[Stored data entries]
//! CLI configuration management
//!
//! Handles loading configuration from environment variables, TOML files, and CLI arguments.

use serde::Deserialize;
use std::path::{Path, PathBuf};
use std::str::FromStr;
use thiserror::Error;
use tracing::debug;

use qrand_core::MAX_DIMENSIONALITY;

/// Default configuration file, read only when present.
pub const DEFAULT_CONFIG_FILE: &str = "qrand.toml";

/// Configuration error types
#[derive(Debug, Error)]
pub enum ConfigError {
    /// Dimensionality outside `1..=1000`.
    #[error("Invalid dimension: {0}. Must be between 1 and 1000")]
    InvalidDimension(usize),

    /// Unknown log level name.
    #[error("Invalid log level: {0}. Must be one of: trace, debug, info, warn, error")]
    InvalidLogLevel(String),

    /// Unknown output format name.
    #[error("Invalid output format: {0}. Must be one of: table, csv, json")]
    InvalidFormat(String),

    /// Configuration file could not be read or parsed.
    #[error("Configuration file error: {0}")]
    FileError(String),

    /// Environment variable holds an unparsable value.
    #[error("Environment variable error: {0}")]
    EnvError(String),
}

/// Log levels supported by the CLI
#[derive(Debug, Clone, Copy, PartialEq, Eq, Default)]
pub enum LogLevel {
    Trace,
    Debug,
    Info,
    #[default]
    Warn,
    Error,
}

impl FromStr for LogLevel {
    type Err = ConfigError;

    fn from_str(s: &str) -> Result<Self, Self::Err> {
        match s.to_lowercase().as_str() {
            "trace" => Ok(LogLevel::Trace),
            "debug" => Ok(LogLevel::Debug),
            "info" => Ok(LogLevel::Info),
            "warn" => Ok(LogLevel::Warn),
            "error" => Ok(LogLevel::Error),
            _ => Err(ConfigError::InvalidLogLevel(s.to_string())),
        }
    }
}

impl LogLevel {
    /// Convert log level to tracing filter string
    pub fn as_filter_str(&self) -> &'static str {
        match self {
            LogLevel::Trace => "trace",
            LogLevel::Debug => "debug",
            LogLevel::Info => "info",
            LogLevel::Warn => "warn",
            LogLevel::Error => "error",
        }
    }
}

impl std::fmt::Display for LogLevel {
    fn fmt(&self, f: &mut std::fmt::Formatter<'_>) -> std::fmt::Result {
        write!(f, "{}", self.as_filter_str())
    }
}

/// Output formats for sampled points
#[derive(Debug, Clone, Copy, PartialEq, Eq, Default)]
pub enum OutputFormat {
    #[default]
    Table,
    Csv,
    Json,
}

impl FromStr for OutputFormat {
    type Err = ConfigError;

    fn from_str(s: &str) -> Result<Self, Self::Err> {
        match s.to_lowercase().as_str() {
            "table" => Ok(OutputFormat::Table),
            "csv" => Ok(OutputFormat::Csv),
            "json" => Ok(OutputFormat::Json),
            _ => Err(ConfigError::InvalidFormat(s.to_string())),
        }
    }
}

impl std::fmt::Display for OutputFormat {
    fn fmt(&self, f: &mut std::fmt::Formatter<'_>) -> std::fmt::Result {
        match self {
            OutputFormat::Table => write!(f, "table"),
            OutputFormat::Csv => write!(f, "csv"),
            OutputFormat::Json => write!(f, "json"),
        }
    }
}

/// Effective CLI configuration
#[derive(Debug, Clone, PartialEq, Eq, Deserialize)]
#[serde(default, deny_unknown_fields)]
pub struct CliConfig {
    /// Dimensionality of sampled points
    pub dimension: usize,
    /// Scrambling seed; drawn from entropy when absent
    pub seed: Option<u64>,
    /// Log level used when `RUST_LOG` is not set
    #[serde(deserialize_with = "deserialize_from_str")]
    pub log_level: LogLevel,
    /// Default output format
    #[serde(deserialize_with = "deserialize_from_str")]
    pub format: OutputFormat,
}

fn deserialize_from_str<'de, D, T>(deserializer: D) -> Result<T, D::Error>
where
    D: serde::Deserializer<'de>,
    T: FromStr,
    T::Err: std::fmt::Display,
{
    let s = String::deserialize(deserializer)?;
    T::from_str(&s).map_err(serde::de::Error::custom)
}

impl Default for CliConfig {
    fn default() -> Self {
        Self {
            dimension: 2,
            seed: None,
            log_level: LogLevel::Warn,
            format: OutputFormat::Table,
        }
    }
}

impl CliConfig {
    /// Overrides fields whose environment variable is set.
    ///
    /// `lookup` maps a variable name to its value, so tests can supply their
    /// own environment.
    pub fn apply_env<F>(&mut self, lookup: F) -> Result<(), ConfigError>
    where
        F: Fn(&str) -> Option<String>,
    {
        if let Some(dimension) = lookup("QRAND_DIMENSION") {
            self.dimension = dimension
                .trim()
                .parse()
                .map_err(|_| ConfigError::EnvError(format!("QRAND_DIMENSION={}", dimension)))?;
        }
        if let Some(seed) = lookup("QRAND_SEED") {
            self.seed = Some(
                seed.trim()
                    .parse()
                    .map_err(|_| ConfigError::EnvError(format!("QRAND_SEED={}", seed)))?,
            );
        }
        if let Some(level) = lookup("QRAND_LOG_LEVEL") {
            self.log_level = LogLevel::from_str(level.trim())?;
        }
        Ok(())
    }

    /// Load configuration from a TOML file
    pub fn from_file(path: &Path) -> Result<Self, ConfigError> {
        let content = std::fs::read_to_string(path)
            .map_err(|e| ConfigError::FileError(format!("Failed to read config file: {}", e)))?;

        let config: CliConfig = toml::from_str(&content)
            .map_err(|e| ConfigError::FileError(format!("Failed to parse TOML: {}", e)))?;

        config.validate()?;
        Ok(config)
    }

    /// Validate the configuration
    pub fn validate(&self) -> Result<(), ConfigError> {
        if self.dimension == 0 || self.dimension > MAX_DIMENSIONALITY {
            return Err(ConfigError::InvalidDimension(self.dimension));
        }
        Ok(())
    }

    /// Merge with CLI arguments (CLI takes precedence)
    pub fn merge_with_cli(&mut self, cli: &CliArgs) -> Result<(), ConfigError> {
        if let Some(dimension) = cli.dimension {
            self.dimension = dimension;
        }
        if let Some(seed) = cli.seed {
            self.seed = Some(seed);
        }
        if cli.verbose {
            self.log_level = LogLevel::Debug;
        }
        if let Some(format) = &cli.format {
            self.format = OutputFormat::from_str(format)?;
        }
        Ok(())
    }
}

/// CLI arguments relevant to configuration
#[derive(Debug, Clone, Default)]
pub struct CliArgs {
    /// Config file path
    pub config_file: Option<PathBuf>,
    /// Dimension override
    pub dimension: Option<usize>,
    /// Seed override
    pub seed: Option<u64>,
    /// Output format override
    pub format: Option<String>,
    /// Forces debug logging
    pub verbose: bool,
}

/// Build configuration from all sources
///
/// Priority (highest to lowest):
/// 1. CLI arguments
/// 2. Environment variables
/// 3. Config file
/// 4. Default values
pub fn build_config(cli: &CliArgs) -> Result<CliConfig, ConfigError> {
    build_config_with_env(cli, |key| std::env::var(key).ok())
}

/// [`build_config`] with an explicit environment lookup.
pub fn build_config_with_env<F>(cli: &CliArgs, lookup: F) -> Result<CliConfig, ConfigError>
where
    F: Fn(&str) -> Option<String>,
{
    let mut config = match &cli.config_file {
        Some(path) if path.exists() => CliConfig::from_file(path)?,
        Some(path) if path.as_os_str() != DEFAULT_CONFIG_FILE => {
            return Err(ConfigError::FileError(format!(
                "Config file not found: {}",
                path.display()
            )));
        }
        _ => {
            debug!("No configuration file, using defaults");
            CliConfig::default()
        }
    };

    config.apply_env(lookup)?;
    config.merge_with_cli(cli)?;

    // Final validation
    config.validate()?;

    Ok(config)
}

**WHAT THE TASK REQUIRES**
Which lines above contain the word "Result"? List them.

**WRITTEN RESPONSE**
    fn from_str(s: &str) -> Result<Self, Self::Err> {
    fn fmt(&self, f: &mut std::fmt::Formatter<'_>) -> std::fmt::Result {
    fn from_str(s: &str) -> Result<Self, Self::Err> {
    fn fmt(&self, f: &mut std::fmt::Formatter<'_>) -> std::fmt::Result {
fn deserialize_from_str<'de, D, T>(deserializer: D) -> Result<T, D::Error>
    pub fn apply_env<F>(&mut self, lookup: F) -> Result<(), ConfigError>
    pub fn from_file(path: &Path) -> Result<Self, ConfigError> {
    pub fn validate(&self) -> Result<(), ConfigError> {
    pub fn merge_with_cli(&mut self, cli: &CliArgs) -> Result<(), ConfigError> {
pub fn build_config(cli: &CliArgs) -> Result<CliConfig, ConfigError> {
pub fn build_config_with_env<F>(cli: &CliArgs, lookup: F) -> Result<CliConfig, ConfigError>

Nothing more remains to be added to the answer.